Esa experiencia proporciona a las personas con hermanos menores una fortaleza extra para combatir situaciones de estrés en la vida.
Las vivencias que atravesamos durante los primeros años de vida pueden parecer anecdóticas con el paso del tiempo, pero la psicología demuestra que muchas de ellas dejan una marca profunda en nuestra personalidad y condicionan la manera en que nos relacionamos con el mundo. Una de las más significativas es haber ejercido de cuidador de los hermanos pequeños durante la infancia: una responsabilidad que, aunque en numerosas familias se asumía con total naturalidad como parte de la rutina diaria, los expertos en salud mental vinculan directamente con el desarrollo de habilidades como la empatía, la madurez emocional y una mayor capacidad para gestionar el estrés, precisamente por haber tenido que asumir roles de adulto antes de la edad esperada.
Un estudio publicado en la revista científica Current Opinion in Psychology asegura que quienes han pasado por esta experiencia en la infancia suelen desarrollar un perfil emocional muy particular. Todo tiene que ver con el hecho de que las habilidades emocionales no solo se aprenden con palabras, sino que se obtienen mediante la práctica del día a día y, al cuidar de un hermano menor, se está realizando un entrenamiento constante que genera un vínculo muy concreto y sirve como aprendizaje social.
Habilidades desarrolladas por quienes cuidan de sus hermanos menores
La psicología ha podido confirmar a través de diferentes estudios que aquellas personas que han cuidado desde la infancia de sus hermanos menores desarrollan una serie de habilidades, entre las que se encuentra el desarrollo de una gran empatía.
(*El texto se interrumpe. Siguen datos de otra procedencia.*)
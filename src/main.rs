use anyhow::{Context, Result};
use photo_album_bot::app;
use photo_album_bot::bot::{BotContext, BotSettings};
use photo_album_bot::config::{AppConfig, IngressMode};
use photo_album_bot::db::{self, PgStore};
use photo_album_bot::deduplication::create_shared_deduplicator;
use photo_album_bot::errors::error_logging;
use photo_album_bot::ingress::{self, polling, webhook};
use photo_album_bot::localization;
use photo_album_bot::observability::{self, ReadinessChecks};
use photo_album_bot::outbound::TelegramApi;
use photo_album_bot::session::{MemorySessionStore, SessionStore};
use photo_album_bot::store::{BotStore, MemoryStore};
use std::sync::Arc;
use std::time::Duration;
use teloxide::prelude::*;
use tokio::net::TcpListener;
use tokio_util::sync::CancellationToken;
use tracing::{info, warn};

/// Entries kept by the webhook deduplicator
const DEDUP_MAX_ENTRIES: usize = 10_000;

/// Headroom between the long-poll timeout and the HTTP client timeout
const POLLING_TIMEOUT_HEADROOM_SECS: u64 = 10;

/// Pick the PostgreSQL store when configured, in-memory storage otherwise
async fn init_storage(config: &AppConfig) -> Result<(Arc<dyn BotStore>, Arc<dyn SessionStore>)> {
    let session_ttl = Duration::from_secs(config.session.ttl_secs);

    match &config.database {
        Some(database) => {
            let pool = db::connect(database).await?;
            db::init_database_schema(&pool).await?;
            let store = Arc::new(PgStore::new(pool, session_ttl));
            let bot_store: Arc<dyn BotStore> = store.clone();
            let session_store: Arc<dyn SessionStore> = store;
            Ok((bot_store, session_store))
        }
        None => {
            warn!("DATABASE_URL not set, albums and sessions are kept in memory and lost on restart");
            let bot_store: Arc<dyn BotStore> = Arc::new(MemoryStore::new());
            let session_store: Arc<dyn SessionStore> =
                Arc::new(MemorySessionStore::new(session_ttl));
            Ok((bot_store, session_store))
        }
    }
}

#[tokio::main]
async fn main() -> Result<()> {
    // Load environment variables from .env file first
    dotenvy::dotenv().ok();

    let config = AppConfig::from_env()?;
    observability::init_tracing(&config.observability)?;

    if let Err(e) = config.validate() {
        error_logging::log_config_error(&e, "environment", "startup_validation");
        return Err(e.into());
    }
    info!("{}", config.summary());

    let cancel = CancellationToken::new();
    let (store, sessions) = init_storage(&config).await?;

    let metrics_server = if config.observability.enable_metrics_export {
        let handle = observability::init_metrics(&config.observability)?;
        Some(
            observability::start_metrics_server(
                handle,
                config.server.metrics_port,
                ReadinessChecks::new(store.clone(), config.bot.token.clone()),
                cancel.clone(),
            )
            .await?,
        )
    } else {
        None
    };

    let localization_manager = localization::create_localization_manager()?;

    // Long polling holds the request open, so the client must outlast it
    let mut timeout_secs = config.bot.http_timeout_secs;
    if config.ingress.mode == IngressMode::Polling {
        timeout_secs = timeout_secs
            .max(u64::from(config.ingress.polling_timeout_secs) + POLLING_TIMEOUT_HEADROOM_SECS);
    }
    let client = reqwest::Client::builder()
        .timeout(Duration::from_secs(timeout_secs))
        .build()
        .context("Failed to create HTTP client")?;
    let bot = Bot::with_client(config.bot.token.clone(), client);
    info!(timeout_secs, "Bot client initialized");

    let ctx = BotContext {
        api: Arc::new(TelegramApi::new(bot.clone())),
        sessions,
        store,
        localization: localization_manager,
        settings: BotSettings::from(&config.bot),
    };

    let (tx, rx) = ingress::update_channel(config.ingress.update_queue_capacity);
    let dispatcher = tokio::spawn(app::run_dispatcher(ctx, rx, cancel.clone()));

    let ingress_task = match config.ingress.mode {
        IngressMode::Webhook => {
            let secret = config.ingress.webhook_secret_token.as_deref();
            let dedup = create_shared_deduplicator(
                config.ingress.deduplication_ttl_secs,
                DEDUP_MAX_ENTRIES,
            );
            let router = webhook::router(
                &config.ingress.webhook_path,
                webhook::WebhookState::new(tx, dedup, secret),
            );
            let listener = TcpListener::bind(&config.ingress.webhook_listen_addr)
                .await
                .with_context(|| {
                    format!("Failed to bind {}", config.ingress.webhook_listen_addr)
                })?;

            let url = config
                .ingress
                .webhook_url
                .as_deref()
                .context("WEBHOOK_URL is required in webhook mode")?;
            webhook::register_webhook(&bot, url, secret).await?;

            tokio::spawn(webhook::serve(listener, router, cancel.clone()))
        }
        IngressMode::Polling => tokio::spawn(polling::run_polling(
            bot.clone(),
            tx,
            polling::PollingOptions {
                timeout_secs: config.ingress.polling_timeout_secs,
            },
            cancel.clone(),
        )),
    };

    info!(mode = ?config.ingress.mode, "Bot is running, press Ctrl-C to stop");
    tokio::signal::ctrl_c()
        .await
        .context("Failed to listen for Ctrl-C")?;
    info!("Shutting down gracefully...");
    cancel.cancel();

    if config.ingress.mode == IngressMode::Webhook {
        if let Err(e) = webhook::unregister_webhook(&bot).await {
            error_logging::log_telegram_error(&e, "deleteWebhook", None, None);
        }
    }

    match ingress_task.await {
        Ok(Ok(())) => {}
        Ok(Err(e)) => error_logging::log_ingress_error(&e, "shutdown", None),
        Err(e) => warn!(error = %e, "Ingress task panicked"),
    }
    if let Err(e) = dispatcher.await {
        warn!(error = %e, "Dispatcher task panicked");
    }
    if let Some(server) = metrics_server {
        if let Err(e) = server.await {
            warn!(error = %e, "Metrics server task panicked");
        }
    }

    info!("Bot stopped");
    Ok(())
}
Cuidar de otra persona implica aprender a leer señales, anticipar sus necesidades y responder emocionalmente, por lo que ese cuidado sirve para entrenar la capacidad de ponerse en lugar del otro.
Al mismo tiempo, se consigue madurar y aprender a ser responsable con mayor antelación que quienes no han tenido esta obligación. Asumir las tareas de cuidado de hermanos pequeños desde una edad temprana supone avanzar en esta habilidad con mucha más rapidez. Además, el hecho de estar atento a lo que ese hermano menor realiza, así como a detectar sus cambios de ánimo, necesidades o molestias, permite desarrollar una mayor capacidad de observación emocional.
Estas personas suelen desarrollar paciencia de forma práctica, siendo capaces de mantenerla incluso en aquellas situaciones más incómodas y conflictos, una habilidad que les permite afrontar de mejor forma la mediación en conflictos. La experiencia de cuidar supone intervenir, calmar y negociar, fortaleciendo de esta manera habilidades sociales relacionadas con la resolución de conflictos.
Quienes cuidan de sus hermanos menores desde la infancia tienden a dar prioridad a los demás, lo que en la edad adulta puede hacer que sean personas más colaborativas y atentas con su entorno. También fortalecen la regulación emocional y desarrollan habilidades de comunicación práctica, pudiendo comunicarse de una manera más clara y efectiva.